**What this task involves**
Report all lines in the records that hold the string "every".

**Material for the task**
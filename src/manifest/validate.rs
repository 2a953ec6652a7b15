//! Manifest validation: on-wire document → typed manifest or violations.
//!
//! Validation is total. It either produces a fully-typed [`Manifest`] with
//! defaults applied, or a list of violations each naming the offending
//! field. Nothing in between.

use std::collections::BTreeMap;
use std::sync::LazyLock;

use regex::Regex;
use serde::Deserialize;

use super::{
    Author, DangerFlag, DeclaredRisk, Dependency, ExecPermission, FilesystemPermission,
    IntegrationLevel, Manifest, NetworkPermission, OsFamily, Platform, SSP_VERSION, Scope,
};
use crate::error::{Result, SkillPortError, Violation};

static ID_RE: LazyLock<Regex> =
    LazyLock::new(|| Regex::new(r"^[a-z0-9_-]+/[a-z0-9_-]+$").expect("id regex"));
static VERSION_RE: LazyLock<Regex> =
    LazyLock::new(|| Regex::new(r"^\d+\.\d+\.\d+$").expect("version regex"));
static KEY_ID_RE: LazyLock<Regex> =
    LazyLock::new(|| Regex::new(r"^[0-9a-f]{16}$").expect("key id regex"));

// ─── On-wire form ────────────────────────────────────────────────────────────

/// The manifest as authored: every defaultable field optional, every
/// mandatory field checked by [`RawManifest::validate`] rather than by serde,
/// so a missing field yields a named violation instead of a parse error.
#[derive(Debug, Clone, Default, Deserialize)]
pub struct RawManifest {
    pub ssp_version: Option<String>,
    pub id: Option<String>,
    pub name: Option<String>,
    pub version: Option<String>,
    pub openclaw_compat: Option<String>,
    pub description: Option<String>,
    pub author: Option<RawAuthor>,
    pub platform: Option<Platform>,
    pub os_compat: Option<Vec<OsFamily>>,
    pub entrypoints: Option<Vec<String>>,
    pub dependencies: Option<Vec<Dependency>>,
    pub permissions: Option<RawPermissions>,
    pub danger_flags: Option<Vec<DangerFlag>>,
    pub declared_risk: Option<DeclaredRisk>,
    pub inputs: Option<Vec<String>>,
    pub outputs: Option<Vec<String>>,
    pub scope: Option<Scope>,
    pub hashes: Option<BTreeMap<String, String>>,
}

#[derive(Debug, Clone, Default, Deserialize)]
pub struct RawAuthor {
    pub name: Option<String>,
    pub email: Option<String>,
    pub signing_key_id: Option<String>,
}

#[derive(Debug, Clone, Default, Deserialize)]
pub struct RawPermissions {
    pub network: Option<NetworkPermission>,
    pub filesystem: Option<FilesystemPermission>,
    pub exec: Option<ExecPermission>,
    pub integrations: Option<BTreeMap<String, IntegrationLevel>>,
}

impl RawManifest {
    /// Parse manifest JSON bytes. Syntax and type errors surface as a single
    /// document-level violation.
    pub fn parse(bytes: &[u8]) -> Result<Self> {
        serde_json::from_slice(bytes).map_err(|e| {
            SkillPortError::ManifestInvalid(vec![Violation::new("$", format!("not valid JSON: {e}"))])
        })
    }

    /// Validate and apply defaults, producing the typed manifest or the full
    /// list of violations.
    #[allow(clippy::too_many_lines)]
    pub fn validate(self) -> std::result::Result<Manifest, Vec<Violation>> {
        let mut violations = Vec::new();

        let ssp_version = self.ssp_version.unwrap_or_default();
        if ssp_version != SSP_VERSION {
            violations.push(Violation::new(
                "ssp_version",
                format!("must be \"{SSP_VERSION}\""),
            ));
        }

        let id = self.id.unwrap_or_default();
        if !ID_RE.is_match(&id) {
            violations.push(Violation::new(
                "id",
                "must match author-slug/skill-slug ([a-z0-9_-]+/[a-z0-9_-]+)",
            ));
        }

        let version = self.version.unwrap_or_default();
        if !VERSION_RE.is_match(&version) {
            violations.push(Violation::new("version", "must be strict x.y.z"));
        }

        if let Some(range) = &self.openclaw_compat
            && !is_valid_semver_range(range)
        {
            violations.push(Violation::new(
                "openclaw_compat",
                "must be a semver range (e.g. >=1.2.0, <2.0.0)",
            ));
        }

        let name = match self.name {
            Some(name) if !name.trim().is_empty() => name,
            Some(_) => {
                violations.push(Violation::new("name", "must not be blank"));
                String::new()
            }
            // Default display name: the skill slug.
            None => id.split('/').nth(1).unwrap_or_default().to_string(),
        };

        let author = match self.author {
            Some(raw) => {
                let author_name = raw.name.unwrap_or_default();
                if author_name.trim().is_empty() {
                    violations.push(Violation::new("author.name", "must not be empty"));
                }
                let signing_key_id = raw.signing_key_id.unwrap_or_default();
                if !KEY_ID_RE.is_match(&signing_key_id) {
                    violations.push(Violation::new(
                        "author.signing_key_id",
                        "must be 16 lowercase hex characters",
                    ));
                }
                Author {
                    name: author_name,
                    email: raw.email,
                    signing_key_id,
                }
            }
            None => {
                violations.push(Violation::new("author", "is required"));
                Author {
                    name: String::new(),
                    email: None,
                    signing_key_id: String::new(),
                }
            }
        };

        let mut os_compat = self.os_compat.unwrap_or_default();
        os_compat.dedup();
        if os_compat.is_empty() {
            violations.push(Violation::new(
                "os_compat",
                "must name at least one of macos, linux, windows",
            ));
        }

        let entrypoints = self.entrypoints.unwrap_or_default();
        if entrypoints.is_empty() {
            violations.push(Violation::new("entrypoints", "must not be empty"));
        }
        for (idx, entry) in entrypoints.iter().enumerate() {
            if entry.trim().is_empty() {
                violations.push(Violation::new(
                    format!("entrypoints[{idx}]"),
                    "must not be blank",
                ));
            }
        }

        let permissions = match self.permissions {
            Some(raw) => {
                if raw.network.is_none() {
                    violations.push(Violation::new("permissions.network", "is required"));
                }
                if raw.filesystem.is_none() {
                    violations.push(Violation::new("permissions.filesystem", "is required"));
                }
                if raw.exec.is_none() {
                    violations.push(Violation::new("permissions.exec", "is required"));
                }
                super::Permissions {
                    network: raw.network.unwrap_or(NetworkPermission::None),
                    filesystem: raw.filesystem.unwrap_or_default(),
                    exec: raw.exec.unwrap_or_default(),
                    integrations: raw.integrations,
                }
            }
            None => {
                violations.push(Violation::new("permissions", "is required"));
                super::Permissions::deny_all()
            }
        };

        if !violations.is_empty() {
            return Err(violations);
        }

        Ok(Manifest {
            ssp_version,
            id,
            name,
            version,
            openclaw_compat: self.openclaw_compat,
            description: self.description.unwrap_or_default(),
            author,
            platform: self.platform.unwrap_or_default(),
            os_compat,
            entrypoints,
            dependencies: self.dependencies.unwrap_or_default(),
            permissions,
            danger_flags: self.danger_flags.unwrap_or_default(),
            declared_risk: self.declared_risk.unwrap_or_default(),
            inputs: self.inputs.unwrap_or_default(),
            outputs: self.outputs.unwrap_or_default(),
            scope: self.scope.unwrap_or_default(),
            hashes: self.hashes.unwrap_or_default(),
        })
    }
}

/// Check that every declared entrypoint exists in the caller's file map
/// (logical paths, `SKILL.md` at the root).
pub fn validate_entrypoints(
    manifest: &Manifest,
    files: &BTreeMap<String, Vec<u8>>,
) -> std::result::Result<(), Vec<Violation>> {
    let missing: Vec<Violation> = manifest
        .entrypoints
        .iter()
        .filter(|entry| !files.contains_key(*entry))
        .map(|entry| {
            Violation::new(
                "entrypoints",
                format!("entrypoint {entry} not present in payload"),
            )
        })
        .collect();
    if missing.is_empty() { Ok(()) } else { Err(missing) }
}

// ─── Semver ranges ───────────────────────────────────────────────────────────

/// Syntactic check for a semver range: comma-separated comparators, each an
/// optional operator (`=`, `>`, `>=`, `<`, `<=`, `^`, `~`) followed by a
/// version whose minor/patch may be a wildcard (`1.x`, `1.2.*`), or `*`.
pub fn is_valid_semver_range(range: &str) -> bool {
    static COMPARATOR_RE: LazyLock<Regex> = LazyLock::new(|| {
        Regex::new(r"^(?:=|>=|<=|>|<|\^|~)?\s*(?:\*|\d+(?:\.(?:\d+|[xX*]))?(?:\.(?:\d+|[xX*]))?)$")
            .expect("comparator regex")
    });

    let trimmed = range.trim();
    if trimmed.is_empty() {
        return false;
    }
    trimmed
        .split(',')
        .map(str::trim)
        .all(|c| !c.is_empty() && COMPARATOR_RE.is_match(c))
}

#[cfg(test)]
mod tests {
    use super::*;

    fn minimal_json() -> serde_json::Value {
        serde_json::json!({
            "ssp_version": "1.0",
            "id": "alice/demo",
            "version": "1.0.0",
            "author": {"name": "alice", "signing_key_id": "0123456789abcdef"},
            "os_compat": ["linux"],
            "entrypoints": ["SKILL.md"],
            "permissions": {
                "network": {"mode": "none"},
                "filesystem": {},
                "exec": {}
            }
        })
    }

    fn validate_value(value: serde_json::Value) -> std::result::Result<Manifest, Vec<Violation>> {
        RawManifest::parse(&serde_json::to_vec(&value).unwrap())
            .unwrap()
            .validate()
    }

    #[test]
    fn minimal_manifest_validates_with_defaults() {
        let manifest = validate_value(minimal_json()).unwrap();
        assert_eq!(manifest.name, "demo");
        assert_eq!(manifest.platform, Platform::Openclaw);
        assert_eq!(manifest.declared_risk, DeclaredRisk::Medium);
        assert!(manifest.dependencies.is_empty());
        assert!(manifest.danger_flags.is_empty());
        assert!(manifest.inputs.is_empty());
        assert!(!manifest.scope.files);
        assert!(manifest.hashes.is_empty());
    }

    #[test]
    fn wrong_ssp_version_rejected() {
        let mut value = minimal_json();
        value["ssp_version"] = "2.0".into();
        let violations = validate_value(value).unwrap_err();
        assert!(violations.iter().any(|v| v.field == "ssp_version"));
    }

    #[test]
    fn bad_id_shapes_rejected() {
        for bad in ["demo", "Alice/demo", "alice/demo/extra", "alice/", "/demo"] {
            let mut value = minimal_json();
            value["id"] = bad.into();
            let violations = validate_value(value).unwrap_err();
            assert!(violations.iter().any(|v| v.field == "id"), "id {bad:?}");
        }
    }

    #[test]
    fn loose_versions_rejected() {
        for bad in ["1.0", "1", "1.0.0-beta", "v1.0.0", "1.0.0.0"] {
            let mut value = minimal_json();
            value["version"] = bad.into();
            let violations = validate_value(value).unwrap_err();
            assert!(
                violations.iter().any(|v| v.field == "version"),
                "version {bad:?}"
            );
        }
    }

    #[test]
    fn signing_key_id_must_be_16_hex() {
        let mut value = minimal_json();
        value["author"]["signing_key_id"] = "ABCDEF0123456789".into();
        let violations = validate_value(value).unwrap_err();
        assert!(
            violations
                .iter()
                .any(|v| v.field == "author.signing_key_id")
        );
    }

    #[test]
    fn empty_os_compat_rejected() {
        let mut value = minimal_json();
        value["os_compat"] = serde_json::json!([]);
        let violations = validate_value(value).unwrap_err();
        assert!(violations.iter().any(|v| v.field == "os_compat"));
    }

    #[test]
    fn unknown_os_is_a_parse_violation() {
        let mut value = minimal_json();
        value["os_compat"] = serde_json::json!(["beos"]);
        let err = RawManifest::parse(&serde_json::to_vec(&value).unwrap()).unwrap_err();
        assert_eq!(err.code(), "manifest_invalid");
    }

    #[test]
    fn empty_entrypoints_rejected() {
        let mut value = minimal_json();
        value["entrypoints"] = serde_json::json!([]);
        let violations = validate_value(value).unwrap_err();
        assert!(violations.iter().any(|v| v.field == "entrypoints"));
    }

    #[test]
    fn missing_permission_records_each_named() {
        let mut value = minimal_json();
        value["permissions"] = serde_json::json!({"network": {"mode": "none"}});
        let violations = validate_value(value).unwrap_err();
        assert!(
            violations
                .iter()
                .any(|v| v.field == "permissions.filesystem")
        );
        assert!(violations.iter().any(|v| v.field == "permissions.exec"));
    }

    #[test]
    fn multiple_violations_all_reported() {
        let mut value = minimal_json();
        value["id"] = "bad id".into();
        value["version"] = "1".into();
        let violations = validate_value(value).unwrap_err();
        assert!(violations.len() >= 2);
    }

    #[test]
    fn openclaw_compat_range_syntax() {
        for good in [">=1.2.0, <2.0.0", "^1.2", "~1.2.3", "1.x", "*", "= 1.0.0"] {
            assert!(is_valid_semver_range(good), "{good:?}");
        }
        for bad in ["", "one.two", ">=", "1.2.3 banana", ">=1.2.0 <2"] {
            assert!(!is_valid_semver_range(bad), "{bad:?}");
        }
    }

    #[test]
    fn integrations_pass_through() {
        let mut value = minimal_json();
        value["permissions"]["integrations"] = serde_json::json!({"slack": "send"});
        let manifest = validate_value(value).unwrap();
        let integrations = manifest.permissions.integrations.unwrap();
        assert_eq!(integrations.get("slack"), Some(&IntegrationLevel::Send));
    }

    #[test]
    fn entrypoints_must_exist_in_payload() {
        let mut manifest = crate::manifest::demo_manifest();
        manifest.entrypoints = vec!["SKILL.md".into(), "scripts/run.sh".into()];
        let mut files = BTreeMap::new();
        files.insert("SKILL.md".to_string(), b"# Demo".to_vec());
        let violations = validate_entrypoints(&manifest, &files).unwrap_err();
        assert_eq!(violations.len(), 1);
        assert!(violations[0].message.contains("scripts/run.sh"));

        files.insert("scripts/run.sh".to_string(), b"echo".to_vec());
        assert!(validate_entrypoints(&manifest, &files).is_ok());
    }
}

**Written response**
/// The manifest as authored: every defaultable field optional, every
/// Check that every declared entrypoint exists in the caller's file map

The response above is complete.